### Exercise objective
Search the material and gather each line with "Indexed" in it.

Start of Block

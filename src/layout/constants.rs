//! Per-kind lookup tables. Rows follow the declaration order of
//! [`NodeType`] and [`EdgeType`]; adding a kind means adding one row.

use crate::graph::{EdgeType, NodeType};

/// How one node kind is drawn and where it sits.
pub struct NodeStyle {
	/// Fill.
	pub color: &'static str,
	/// Outline.
	pub dim_color: &'static str,
	/// Radius in graph units.
	pub radius: f64,
	/// Vertical band, 0 at the top.
	pub layer: u8,
	/// Legend text.
	pub legend: &'static str,
}

/// Number of horizontal bands the canvas is split into.
pub const LAYER_COUNT: u8 = 7;

/// Indexed by [`NodeType`] discriminant.
pub const NODE_STYLES: [NodeStyle; NodeType::COUNT] = [
	// verse
	NodeStyle { color: "#3b82f6", dim_color: "#1d4ed8", radius: 8.0, layer: 2, legend: "Verse" },
	// note
	NodeStyle { color: "#22c55e", dim_color: "#16a34a", radius: 9.0, layer: 3, legend: "Note" },
	// theme
	NodeStyle { color: "#14b8a6", dim_color: "#0d9488", radius: 10.0, layer: 6, legend: "Theme" },
	// hadith
	NodeStyle { color: "#f59e0b", dim_color: "#d97706", radius: 7.0, layer: 4, legend: "Hadith" },
	// concept
	NodeStyle { color: "#ec4899", dim_color: "#db2777", radius: 12.0, layer: 0, legend: "Concept" },
	// hadith-topic
	NodeStyle { color: "#f97316", dim_color: "#ea580c", radius: 7.0, layer: 5, legend: "Topic" },
	// bookmark, shares the verse band
	NodeStyle { color: "#ef4444", dim_color: "#dc2626", radius: 6.0, layer: 2, legend: "Bookmark" },
	// surah
	NodeStyle { color: "#a855f7", dim_color: "#9333ea", radius: 12.0, layer: 1, legend: "Surah" },
];

/// How one edge kind is drawn and how long it wants to be.
pub struct EdgeStyle {
	/// Stroke.
	pub color: &'static str,
	/// Line width in graph units.
	pub width: f64,
	/// Empty for solid lines.
	pub dash: &'static [f64],
	/// Opacity when nothing is dimmed.
	pub opacity: f64,
	/// Target link length; `None` uses the configured default.
	pub distance: Option<f64>,
}

/// Indexed by [`EdgeType`] discriminant.
pub const EDGE_STYLES: [EdgeStyle; EdgeType::COUNT] = [
	// references
	EdgeStyle { color: "#6b7280", width: 1.5, dash: &[], opacity: 0.4, distance: Some(80.0) },
	// thematic
	EdgeStyle { color: "#14b8a6", width: 2.0, dash: &[], opacity: 0.5, distance: Some(100.0) },
	// same-surah
	EdgeStyle { color: "#9ca3af", width: 1.0, dash: &[4.0, 4.0], opacity: 0.25, distance: Some(60.0) },
	// note-hadith
	EdgeStyle { color: "#22c55e", width: 1.5, dash: &[], opacity: 0.45, distance: Some(70.0) },
	// hadith-verse
	EdgeStyle { color: "#f59e0b", width: 1.5, dash: &[], opacity: 0.4, distance: Some(90.0) },
	// concept-verse
	EdgeStyle { color: "#ec4899", width: 1.5, dash: &[], opacity: 0.4, distance: Some(85.0) },
	// concept-related
	EdgeStyle { color: "#ec4899", width: 1.0, dash: &[3.0, 3.0], opacity: 0.3, distance: Some(95.0) },
	// hadith-topic-link
	EdgeStyle { color: "#f97316", width: 1.0, dash: &[], opacity: 0.35, distance: Some(75.0) },
	// user-linked
	EdgeStyle { color: "#8b5cf6", width: 1.5, dash: &[], opacity: 0.5, distance: None },
];

/// Radius of the particle drawn along an edge.
pub const PARTICLE_RADIUS: f64 = 2.0;
/// Fraction of the edge length a particle travels per frame.
pub const PARTICLE_SPEED: f64 = 0.005;

impl NodeType {
	/// Row of [`NODE_STYLES`] for this kind.
	pub fn style(self) -> &'static NodeStyle {
		&NODE_STYLES[self as usize]
	}

	/// Band this kind is pulled toward.
	pub fn layer(self) -> u8 {
		self.style().layer
	}

	/// Drawn radius.
	pub fn radius(self) -> f64 {
		self.style().radius
	}
}

impl EdgeType {
	/// Row of [`EDGE_STYLES`] for this kind.
	pub fn style(self) -> &'static EdgeStyle {
		&EDGE_STYLES[self as usize]
	}
}

#[cfg(test)]
mod tests {
	use super::*;

	#[test]
	fn layers_follow_semantic_order() {
		assert_eq!(NodeType::Concept.layer(), 0);
		assert_eq!(NodeType::Surah.layer(), 1);
		assert_eq!(NodeType::Verse.layer(), 2);
		assert_eq!(NodeType::Bookmark.layer(), NodeType::Verse.layer());
		assert_eq!(NodeType::Note.layer(), 3);
		assert_eq!(NodeType::Hadith.layer(), 4);
		assert_eq!(NodeType::HadithTopic.layer(), 5);
		assert_eq!(NodeType::Theme.layer(), 6);
		assert!(NodeType::ALL.iter().all(|t| t.layer() < LAYER_COUNT));
	}

	#[test]
	fn rows_line_up_with_kinds() {
		assert_eq!(NodeType::Theme.style().legend, "Theme");
		assert_eq!(NodeType::HadithTopic.style().legend, "Topic");
		assert_eq!(EdgeType::SameSurah.style().distance, Some(60.0));
		assert_eq!(EdgeType::Thematic.style().distance, Some(100.0));
		assert!(EdgeType::UserLinked.style().distance.is_none());
	}
}
//! Demo collaborators: a handful of bookmarks and notes plus small ontology
//! tables, so the page has something to draw without a backend.

use std::collections::{BTreeMap, HashMap};

use chrono::{DateTime, TimeDelta, Utc};

use crate::graph::{
	Bookmark, ConceptRef, LinkedResource, MemoryBookmarkStore, MemoryNoteStore, Note,
	OntologyTables, ResourceKind, surah_of_verse_key,
};

/// 2024-01-01 as days since the Unix epoch.
const FIRST_DAY: i64 = 19_723;

fn day(n: i64) -> DateTime<Utc> {
	DateTime::UNIX_EPOCH + TimeDelta::days(FIRST_DAY + n)
}

fn bookmark(id: &str, verse_key: &str, note: &str, created: i64) -> Bookmark {
	Bookmark {
		id: id.to_owned(),
		verse_key: verse_key.to_owned(),
		surah_id: surah_of_verse_key(verse_key).unwrap_or_default(),
		note: note.to_owned(),
		created_at: day(created),
	}
}

fn note(
	id: &str,
	title: Option<&str>,
	content: &str,
	verse_keys: &[&str],
	tags: &[&str],
	created: i64,
) -> Note {
	Note {
		id: id.to_owned(),
		title: title.map(str::to_owned),
		verse_keys: verse_keys.iter().map(|k| k.to_string()).collect(),
		surah_ids: Vec::new(),
		content: content.to_owned(),
		tags: tags.iter().map(|t| t.to_string()).collect(),
		linked_resources: Vec::new(),
		created_at: day(created),
		updated_at: day(created),
	}
}

fn hadith(label: &str, collection: &str, number: &str, preview: &str) -> LinkedResource {
	LinkedResource {
		kind: ResourceKind::Hadith,
		label: label.to_owned(),
		preview: preview.to_owned(),
		source_url: Some(format!("https://sunnah.com/{collection}:{number}")),
		metadata: BTreeMap::from([
			("collection".to_owned(), collection.to_owned()),
			("hadithNumber".to_owned(), number.to_owned()),
		]),
	}
}

pub struct SampleData {
	pub bookmarks: MemoryBookmarkStore,
	pub notes: MemoryNoteStore,
	pub ontology: OntologyTables,
}

impl SampleData {
	pub fn new() -> Self {
		let bookmarks = MemoryBookmarkStore::new(vec![
			bookmark("bm-1", "2:153", "Seek help through patience", 0),
			bookmark("bm-2", "2:255", "Ayat al-Kursi", 1),
			bookmark("bm-3", "2:286", "", 3),
			bookmark("bm-4", "3:200", "", 4),
			bookmark("bm-5", "94:5", "With hardship comes ease", 6),
			bookmark("bm-6", "94:6", "", 6),
		]);

		let mut patience = note(
			"note-1",
			Some("Patience and prayer"),
			"Patience is paired with prayer as the means of seeking help.",
			&["2:153", "2:45"],
			&["patience", "prayer"],
			2,
		);
		patience.linked_resources.push(hadith(
			"Patience at the first stroke",
			"bukhari",
			"1283",
			"Real patience is at the first stroke of a calamity.",
		));

		let mut ease = note(
			"note-3",
			None,
			"Ease is mentioned twice after hardship, hardship only once. The definite article \
			 makes the hardship one and the ease two.",
			&["94:5", "94:6"],
			&["patience", "hope"],
			7,
		);
		ease.linked_resources.push(LinkedResource {
			kind: ResourceKind::Tafsir,
			label: "Ibn Kathir on 94:5".to_owned(),
			preview: String::new(),
			source_url: None,
			metadata: BTreeMap::new(),
		});

		let notes = MemoryNoteStore::new(vec![
			patience,
			note(
				"note-2",
				Some("Throne verse"),
				"Reflections on divine sovereignty.",
				&["2:255"],
				&["tawhid"],
				5,
			),
			ease,
			note(
				"note-4",
				Some("Reminder"),
				"Read the closing verses of al-Baqarah every night.",
				&[],
				&["prayer"],
				9,
			),
		]);

		let ontology = OntologyTables::default()
			.with_verse_hadiths(HashMap::from([
				("2:153".to_owned(), vec!["muslim-2999".to_owned()]),
				("2:255".to_owned(), vec!["muslim-810".to_owned(), "bukhari-5010".to_owned()]),
				("2:286".to_owned(), vec!["muslim-125".to_owned()]),
			]))
			.with_verse_concepts(HashMap::from([
				("2:153".to_owned(), vec![ConceptRef::new("sabr")]),
				("3:200".to_owned(), vec![ConceptRef::new("sabr"), ConceptRef::new("taqwa")]),
				("2:255".to_owned(), vec![ConceptRef::new("tawhid")]),
				("94:5".to_owned(), vec![ConceptRef::new("yusr")]),
			]))
			.with_hadith_topics(HashMap::from([
				("muslim-2999".to_owned(), vec!["Patience".to_owned(), "Gratitude".to_owned()]),
				("muslim-810".to_owned(), vec!["Virtues of the Quran".to_owned()]),
				("bukhari-5010".to_owned(), vec!["Virtues of the Quran".to_owned()]),
				("bukhari-1283".to_owned(), vec!["Patience".to_owned()]),
			]));

		Self {
			bookmarks,
			notes,
			ontology,
		}
	}
}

End of Block

### Answer section
/// Indexed by [`NodeType`] discriminant.
/// Indexed by [`EdgeType`] discriminant.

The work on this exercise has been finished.